The air pollution permit was for a Texas company, Dynegy, that wants to produce electricity by burning coal in South Georgia-electricity they plan to sell on the open market to the highest bidders in Florida, Alabama, or Georgia. GreenLaw attorneys represented the Friends of the Chattahoochee and Sierra Club in the lawsuit. Board member David Walbert handled the oral arguments before Judge Moore.
The Judge found a serious failure to comply with the Clean Air Act, which protects all Americans from harmful levels of pollution. Her order told the state Environmental Protection Division (EPD) to re-examine how to protect the public when approving such facilities.

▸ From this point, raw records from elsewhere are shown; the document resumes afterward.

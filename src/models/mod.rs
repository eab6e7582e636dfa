//! Canonical guide data model
//!
//! Every provider, whatever its raw record shape, normalizes into these
//! types. The aggregate result is built fresh per dispatch call and handed
//! to the caller whole; nothing here is persisted or cached.

use std::collections::BTreeMap;

use chrono::NaiveDate;
use indexmap::IndexMap;
use serde::{Deserialize, Serialize};

/// One program slot in a day's schedule
///
/// `start` and `end` are `"HH:MM"` wall-clock strings scoped to the date the
/// entry is filed under. An `end` of `"00:00"` means the program runs to
/// midnight (and possibly continues into the next day).
#[derive(Debug, Clone, PartialEq, Eq, Serialize, Deserialize)]
pub struct ProgramEntry {
    pub start: String,
    pub end: String,
    pub title: String,
    #[serde(default)]
    pub desc: String,
    /// Provider-specific status code, preserved verbatim where a provider
    /// supplies one
    #[serde(default, skip_serializing_if = "Option::is_none")]
    pub status: Option<String>,
}

/// Programs of a single calendar date, ordered by `start` ascending
///
/// The order is semantically significant: end-time inference reads adjacency.
pub type DaySchedule = Vec<ProgramEntry>;

/// Calendar date to day schedule, iterated chronologically
///
/// Date keys serialize as `YYYY-MM-DD`.
pub type DateKeyedSchedule = BTreeMap<NaiveDate, DaySchedule>;

/// Normalized guide data for one requested channel
#[derive(Debug, Clone, Serialize, Deserialize)]
pub struct ChannelGuide {
    pub channel_name: String,
    pub diyp_data: DateKeyedSchedule,
    /// Count of raw provider records consumed while building this guide.
    /// Diagnostic only; records discarded during normalization still count.
    pub process_count: u32,
}

impl ChannelGuide {
    /// An empty guide for a channel whose fetch produced nothing
    pub fn empty(channel_name: impl Into<String>) -> Self {
        Self {
            channel_name: channel_name.into(),
            diyp_data: DateKeyedSchedule::new(),
            process_count: 0,
        }
    }
}

/// Channel identifier to guide, in query order
pub type AggregateResult = IndexMap<String, ChannelGuide>;
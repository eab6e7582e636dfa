pub mod channel_name;

pub use channel_name::clean_channel_name;
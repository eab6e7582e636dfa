//! EPG aggregation library
//!
//! This crate fetches television program schedules (EPG data) from a set of
//! heterogeneous remote providers and normalizes them into one canonical
//! per-channel, date-keyed guide shape. Each provider has its own query
//! syntax, transport pattern, and time representation; the registry matches
//! an incoming query string to the right provider handler, and the handler
//! reshapes the provider's records into [`models::ChannelGuide`] values.
//!
//! Providers that report only program start times go through the
//! [`schedule::gapfill`] engine, which infers end times from adjacent starts
//! and stitches schedules across midnight boundaries.

pub mod config;
pub mod errors;
pub mod models;
pub mod providers;
pub mod registry;
pub mod schedule;
pub mod transport;
pub mod utils;

pub use config::Config;
pub use models::{AggregateResult, ChannelGuide, ProgramEntry};
pub use registry::ProviderRegistry;
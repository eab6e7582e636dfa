//! Provider handler trait definitions

use async_trait::async_trait;

use crate::models::AggregateResult;

/// A single schedule source with its own query syntax and transport
#[async_trait]
pub trait ProviderHandler: Send + Sync {
    /// Stable registry key (e.g. `"tvmao"`); also the query prefix
    fn key(&self) -> &'static str;

    /// Whether this handler claims the raw query string
    fn matches(&self, query: &str) -> bool;

    /// Parse the query, fetch, and normalize. Always returns one
    /// [`crate::models::ChannelGuide`] per requested channel, empty where
    /// every fetch unit failed; malformed queries yield an empty map.
    async fn handle(&self, query: &str) -> AggregateResult;
}
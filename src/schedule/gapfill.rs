//! End-time inference and cross-day stitching
//!
//! Some providers report only program start times. This engine derives each
//! program's end from the next program's start, and when a day's last
//! program runs to midnight it carries that program into the next day as a
//! `00:00` continuation entry, producing a continuous, non-overlapping
//! schedule across the day boundary.
//!
//! The work runs in two explicit passes over the date-keyed schedule:
//! pass 1 fills ends within each date independently, pass 2 walks dates
//! chronologically and applies the cross-day stitch rule, re-running the
//! fill on a date whenever a continuation entry was prepended to it.

use chrono::{Days, NaiveDateTime, NaiveTime, Timelike};

use crate::models::{DateKeyedSchedule, ProgramEntry};

/// Wall-clock midnight; an `end` of this value means "runs until midnight"
pub const MIDNIGHT: &str = "00:00";

/// Decide where a rolling-window batch of records opens.
///
/// The provider returns a fixed-size window of programs without marking
/// which day it starts on. If the first record starts before 02:00 of the
/// current day, the window still covers today from midnight and nothing is
/// stale; otherwise the window has rolled past midnight and opens tomorrow,
/// so records before tomorrow 00:00 are leftovers to discard. The 02:00
/// cutoff matches the provider's refresh cadence and is kept verbatim.
pub fn batch_window_start(first_start: NaiveDateTime, now: NaiveDateTime) -> NaiveDateTime {
    let today = now.date();
    let starts_before_two =
        first_start.date() < today || (first_start.date() == today && first_start.hour() < 2);
    let opens_on = if starts_before_two {
        today
    } else {
        today.checked_add_days(Days::new(1)).unwrap_or(today)
    };
    opens_on.and_time(NaiveTime::MIN)
}

/// Set each entry's `end` to the next entry's `start`; the last entry of the
/// list runs until midnight. Idempotent, and a no-op on empty lists.
pub fn fill_end_times(entries: &mut [ProgramEntry]) {
    if entries.is_empty() {
        return;
    }
    for i in 0..entries.len() - 1 {
        let next_start = entries[i + 1].start.clone();
        entries[i].end = next_start;
    }
    if let Some(last) = entries.last_mut() {
        last.end = MIDNIGHT.to_string();
    }
}

/// Run end-time inference over the whole schedule and stitch day boundaries.
///
/// Whenever a date's last entry ends at midnight and the next calendar date
/// is filed with entries that do not already begin at `00:00`, a
/// continuation entry carrying the prior program's title is prepended to the
/// next date, and that date's ends are re-filled so the continuation entry
/// resolves against the entry that used to be first.
pub fn stitch_days(schedule: &mut DateKeyedSchedule) {
    for entries in schedule.values_mut() {
        fill_end_times(entries);
    }

    let dates: Vec<_> = schedule.keys().copied().collect();
    for date in dates {
        let carry_title = match schedule.get(&date).and_then(|entries| entries.last()) {
            Some(last) if last.end == MIDNIGHT => last.title.clone(),
            _ => continue,
        };
        let Some(next_date) = date.succ_opt() else {
            continue;
        };
        let Some(next_entries) = schedule.get_mut(&next_date) else {
            continue;
        };
        let needs_continuation = next_entries
            .first()
            .is_some_and(|first| first.start != MIDNIGHT);
        if needs_continuation {
            next_entries.insert(
                0,
                ProgramEntry {
                    start: MIDNIGHT.to_string(),
                    end: String::new(),
                    title: carry_title,
                    desc: String::new(),
                    status: None,
                },
            );
            fill_end_times(next_entries);
        }
    }
}
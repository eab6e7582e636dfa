//! Payload text decoding
//!
//! One provider serves GBK; everything else is UTF-8. Unknown charset labels
//! fall back to lossy UTF-8 so a mislabeled payload degrades into a parse
//! failure for that unit instead of an abort.

use encoding_rs::Encoding;

/// Decode `bytes` according to a WHATWG charset label (e.g. `"gbk"`)
pub fn decode_text(bytes: &[u8], charset: &str) -> String {
    match Encoding::for_label(charset.as_bytes()) {
        Some(encoding) => {
            let (text, _, _) = encoding.decode(bytes);
            text.into_owned()
        }
        None => String::from_utf8_lossy(bytes).into_owned(),
    }
}

#[cfg(test)]
mod tests {
    use super::*;

    #[test]
    fn decodes_gbk_payloads() {
        // "中文" in GBK
        let bytes = [0xD6, 0xD0, 0xCE, 0xC4];
        assert_eq!(decode_text(&bytes, "gbk"), "中文");
    }

    #[test]
    fn ascii_is_unchanged_under_gbk() {
        assert_eq!(decode_text(b"{\"title\":\"News\"}", "gbk"), "{\"title\":\"News\"}");
    }

    #[test]
    fn unknown_label_falls_back_to_utf8() {
        assert_eq!(decode_text("中文".as_bytes(), "no-such-charset"), "中文");
    }
}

The Clean Air Act requires that EPD permits for massive new sources of pollution, like the proposed power plant, must limit the amount of all pollutants that are subject to regulation under the Act. In her decision, Judge Moore applied this straightforward rule to carbon dioxide (CO2) emissions, recognizing that CO2 is a pollutant that is clearly covered by federal law.
This decision means that another coal-fired power plant cannot be built in our state unless it has adequate pollution controls to protect public health and reduce dangerous levels of carbon dioxide emissions. This is the first time in the nation that the Supreme Court decision of April 2007 defining CO2 as a pollutant has been applied to stationary sources rather than motor vehicles. The permit also requires restrictions on sulfur dioxide, nitrogen dioxide, sulfuric acid mist, and particulate matter emissions for the plant.

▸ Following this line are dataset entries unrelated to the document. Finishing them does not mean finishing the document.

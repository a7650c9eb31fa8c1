//! Scripted engine, loader and generator shared by the integration tests.
#![allow(dead_code)]

use std::{
    cell::{Cell, RefCell},
    collections::HashMap,
    path::{Path, PathBuf},
    rc::Rc,
};

use spawn::{
    engine::{
        CoSimulationEngine, EngineLoader, EventFlags, Fmi2Error, Fmi2Res, LogRoute, VariableInfo,
    },
    signal::Unit,
    BuildingConfig, Error, ObjectKind, ObjectSpec, PackageGenerator, SignalSpec,
};

/// Everything the scripted engines did, shared between all engines of one loader.
#[derive(Debug, Default)]
pub struct EngineLog {
    /// `<instance>:<call>` in call order.
    pub calls: Vec<String>,
    pub set_times: Vec<f64>,
    pub get_real_calls: usize,
    pub set_real_calls: usize,
    pub debug_categories: Vec<String>,
    pub last_set: HashMap<u32, f64>,
}

impl EngineLog {
    pub fn count(&self, call: &str) -> usize {
        self.calls
            .iter()
            .filter(|entry| entry.rsplit(':').next() == Some(call))
            .count()
    }

    pub fn calls_of(&self, instance: &str) -> Vec<&str> {
        self.calls
            .iter()
            .filter_map(|entry| entry.strip_prefix(instance)?.strip_prefix(':'))
            .collect()
    }
}

/// A call that returns `status` instead of `OK` on the engine named `instance`.
#[derive(Debug, Clone, Copy)]
pub struct Failure {
    pub instance: &'static str,
    pub call: &'static str,
    pub status: Result<Fmi2Res, Fmi2Error>,
}

impl Failure {
    pub fn new(
        instance: &'static str,
        call: &'static str,
        status: Result<Fmi2Res, Fmi2Error>,
    ) -> Self {
        Self {
            instance,
            call,
            status,
        }
    }
}

/// Behaviour of the scripted engines.
#[derive(Debug, Clone)]
pub struct Script {
    pub variables: Vec<VariableInfo>,
    pub categories: Vec<String>,
    /// The next event lies this far after the current time.
    pub step: f64,
    /// `completed_integrator_step` reports termination at or after this time.
    pub terminate_at: Option<f64>,
    /// `new_discrete_states` never converges.
    pub never_converge: bool,
    /// `output = gain * input + 100 + value reference`, per (output, input, gain).
    pub links: Vec<(u32, u32, f64)>,
    pub failure: Option<Failure>,
}

impl Script {
    pub fn new<'a>(names: impl IntoIterator<Item = &'a str>) -> Self {
        let variables = names
            .into_iter()
            .enumerate()
            .map(|(vr, name)| VariableInfo {
                name: name.to_owned(),
                value_reference: vr as u32,
                unit: None,
            })
            .collect();
        Self {
            variables,
            categories: (1..=5).map(|i| format!("logLevel{i}")).collect(),
            step: 60.0,
            terminate_at: None,
            never_converge: false,
            links: Vec::new(),
            failure: None,
        }
    }

    pub fn vr(&self, name: &str) -> u32 {
        self.variables
            .iter()
            .find(|variable| variable.name == name)
            .map(|variable| variable.value_reference)
            .unwrap()
    }

    pub fn with_unit(mut self, name: &str, unit: &str, factor: f64, offset: f64) -> Self {
        for variable in self.variables.iter_mut().filter(|v| v.name == name) {
            variable.unit = Some(Unit {
                name: unit.to_owned(),
                factor,
                offset,
            });
        }
        self
    }

    pub fn with_link(mut self, output: &str, input: &str, gain: f64) -> Self {
        let link = (self.vr(output), self.vr(input), gain);
        self.links.push(link);
        self
    }
}

pub struct ScriptedEngine {
    name: String,
    script: Rc<Script>,
    log: Rc<RefCell<EngineLog>>,
    inputs: HashMap<u32, f64>,
    time: f64,
}

impl ScriptedEngine {
    fn record(&self, call: &str) {
        self.log
            .borrow_mut()
            .calls
            .push(format!("{}:{call}", self.name));
    }

    fn outcome(&self, call: &str) -> Result<Fmi2Res, Fmi2Error> {
        match self.script.failure {
            Some(failure) if failure.instance == self.name && failure.call == call => failure.status,
            _ => Ok(Fmi2Res::OK),
        }
    }

    fn value(&self, vr: u32) -> f64 {
        if let Some(value) = self.inputs.get(&vr) {
            return *value;
        }
        let linked: f64 = self
            .script
            .links
            .iter()
            .filter(|(output, _, _)| *output == vr)
            .map(|(_, input, gain)| gain * self.inputs.get(input).copied().unwrap_or(0.0))
            .sum();
        linked + 100.0 + vr as f64
    }
}

impl Drop for ScriptedEngine {
    fn drop(&mut self) {
        self.record("free");
    }
}

impl CoSimulationEngine for ScriptedEngine {
    fn variables(&self) -> &[VariableInfo] {
        &self.script.variables
    }

    fn log_categories(&self) -> &[String] {
        &self.script.categories
    }

    fn set_debug_logging(
        &mut self,
        _logging_on: bool,
        categories: &[&str],
    ) -> Result<Fmi2Res, Fmi2Error> {
        self.record("set_debug_logging");
        self.log.borrow_mut().debug_categories =
            categories.iter().map(|c| c.to_string()).collect();
        self.outcome("set_debug_logging")
    }

    fn setup_experiment(
        &mut self,
        _tolerance: Option<f64>,
        start_time: f64,
        _stop_time: Option<f64>,
    ) -> Result<Fmi2Res, Fmi2Error> {
        self.record("setup_experiment");
        self.time = start_time;
        self.outcome("setup_experiment")
    }

    fn enter_initialization_mode(&mut self) -> Result<Fmi2Res, Fmi2Error> {
        self.record("enter_initialization_mode");
        self.outcome("enter_initialization_mode")
    }

    fn exit_initialization_mode(&mut self) -> Result<Fmi2Res, Fmi2Error> {
        self.record("exit_initialization_mode");
        self.outcome("exit_initialization_mode")
    }

    fn enter_event_mode(&mut self) -> Result<Fmi2Res, Fmi2Error> {
        self.record("enter_event_mode");
        self.outcome("enter_event_mode")
    }

    fn new_discrete_states(
        &mut self,
        event_flags: &mut EventFlags,
    ) -> Result<Fmi2Res, Fmi2Error> {
        self.record("new_discrete_states");
        event_flags.discrete_states_need_update = self.script.never_converge;
        event_flags.next_event_time = Some(self.time + self.script.step);
        self.outcome("new_discrete_states")
    }

    fn enter_continuous_time_mode(&mut self) -> Result<Fmi2Res, Fmi2Error> {
        self.record("enter_continuous_time_mode");
        self.outcome("enter_continuous_time_mode")
    }

    fn completed_integrator_step(
        &mut self,
        _no_set_fmu_state_prior: bool,
        enter_event_mode: &mut bool,
        terminate_simulation: &mut bool,
    ) -> Result<Fmi2Res, Fmi2Error> {
        self.record("completed_integrator_step");
        *enter_event_mode = false;
        *terminate_simulation = self
            .script
            .terminate_at
            .is_some_and(|terminate_at| self.time >= terminate_at);
        self.outcome("completed_integrator_step")
    }

    fn set_time(&mut self, time: f64) -> Result<Fmi2Res, Fmi2Error> {
        self.record("set_time");
        self.time = time;
        self.log.borrow_mut().set_times.push(time);
        self.outcome("set_time")
    }

    fn get_real(&mut self, vrs: &[u32], values: &mut [f64]) -> Result<Fmi2Res, Fmi2Error> {
        self.record("get_real");
        self.log.borrow_mut().get_real_calls += 1;
        for (value, &vr) in values.iter_mut().zip(vrs) {
            *value = self.value(vr);
        }
        self.outcome("get_real")
    }

    fn set_real(&mut self, vrs: &[u32], values: &[f64]) -> Result<Fmi2Res, Fmi2Error> {
        self.record("set_real");
        let mut log = self.log.borrow_mut();
        log.set_real_calls += 1;
        for (&vr, &value) in vrs.iter().zip(values) {
            self.inputs.insert(vr, value);
            log.last_set.insert(vr, value);
        }
        self.outcome("set_real")
    }

    fn terminate(&mut self) -> Result<Fmi2Res, Fmi2Error> {
        self.record("terminate");
        self.outcome("terminate")
    }
}

/// Hands out scripted engines and counts loads.
#[derive(Clone)]
pub struct ScriptedLoader {
    pub script: Rc<Script>,
    pub log: Rc<RefCell<EngineLog>>,
    pub loads: Rc<Cell<usize>>,
    pub fail: bool,
}

impl ScriptedLoader {
    pub fn new(script: Script) -> Self {
        Self {
            script: Rc::new(script),
            log: Rc::default(),
            loads: Rc::default(),
            fail: false,
        }
    }

    pub fn failing(script: Script) -> Self {
        Self {
            fail: true,
            ..Self::new(script)
        }
    }
}

impl EngineLoader for ScriptedLoader {
    fn load(
        &self,
        package: &Path,
        instance_name: &str,
        _route: LogRoute,
    ) -> Result<Box<dyn CoSimulationEngine>, Error> {
        assert!(package.is_file(), "package {package:?} must exist before loading");
        if self.fail {
            return Err(Error::Instantiation(instance_name.to_owned()));
        }
        self.loads.set(self.loads.get() + 1);
        let engine = ScriptedEngine {
            name: instance_name.to_owned(),
            script: self.script.clone(),
            log: self.log.clone(),
            inputs: HashMap::new(),
            time: 0.0,
        };
        engine.record("instantiate");
        Ok(Box::new(engine))
    }
}

/// Writes a placeholder package and counts invocations.
#[derive(Clone, Default)]
pub struct CountingGenerator {
    pub runs: Rc<Cell<usize>>,
    pub descriptions: Rc<RefCell<Vec<String>>>,
    /// Run without producing the package.
    pub broken: bool,
}

impl PackageGenerator for CountingGenerator {
    fn generate(
        &self,
        _config: &BuildingConfig,
        description: &Path,
        package: &Path,
    ) -> Result<(), Error> {
        self.runs.set(self.runs.get() + 1);
        self.descriptions
            .borrow_mut()
            .push(std::fs::read_to_string(description)?);
        if !self.broken {
            std::fs::write(package, b"PK")?;
        }
        Ok(())
    }
}

/// Model and weather files in a temporary working directory.
pub struct Fixture {
    pub dir: tempfile::TempDir,
    pub idf: PathBuf,
    pub weather: PathBuf,
}

impl Fixture {
    pub fn new() -> Self {
        let dir = tempfile::tempdir().unwrap();
        let idf = dir.path().join("RefBldgSmallOffice.idf");
        let weather = dir.path().join("USA_IL_Chicago-OHare.mos");
        std::fs::write(&idf, "Version,9.6;").unwrap();
        std::fs::write(&weather, "#1\ndouble tab1(8760,29)\n").unwrap();
        Self { dir, idf, weather }
    }

    pub fn config(&self, building: &str) -> BuildingConfig {
        BuildingConfig::new(building, &self.idf, &self.weather).with_work_dir(self.dir.path())
    }
}

/// A thermal zone writing `<zone>_T` and reading `<zone>_QConSen_flow`, with parameter `<zone>_V`.
pub fn zone(name: &str, engine_name: &str) -> ObjectSpec {
    ObjectSpec::new(name, ObjectKind::ThermalZone, engine_name)
        .with_parameters([SignalSpec::new("V").with_unit("m3")])
        .with_inputs([SignalSpec::new("T").with_unit("K")])
        .with_outputs([SignalSpec::new("QConSen_flow").with_unit("W")])
}

/// Engine variables of [`zone`] for each of `zones`.
pub fn zone_variables(zones: &[&str]) -> Vec<String> {
    zones
        .iter()
        .flat_map(|zone| {
            ["V", "T", "QConSen_flow"]
                .into_iter()
                .map(move |signal| format!("{zone}_{signal}"))
        })
        .collect()
}

pub fn script_for_zones(zones: &[&str]) -> Script {
    let names = zone_variables(zones);
    Script::new(names.iter().map(String::as_str))
}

The plant is slated to be built in Early County, located in southwest Georgia, along the Chattahoochee River, a rural county with economic disadvantages. In addition to producing nine million tons of carbon dioxide-compared to the 3.7 million tons produced by the average plant-the new plant would emit large amounts of sulfur dioxide and nitrogen oxide (causes of smog and acid rain), and fine particulate matter that can cause sudden death, premature birth, lung cancer, lung disease, asthma, bronchitis, heart disease, heart attacks, or chronic respiratory diseases. Georgia has experienced as many as 946 deaths related to the 10 coal-burning power plants operated by Georgia Power. The plant would also be permitted an intake of 27 million gallons of water from the Chattahoochee, of which only five million would be returned.
EPD and Dynegy immediately announced their intent to appeal the decision to the Georgia Court of Appeals. They have 30 days to submit their request; the Court has the discretion to take the case. GreenLaw will defend the decision to the highest court level necessary.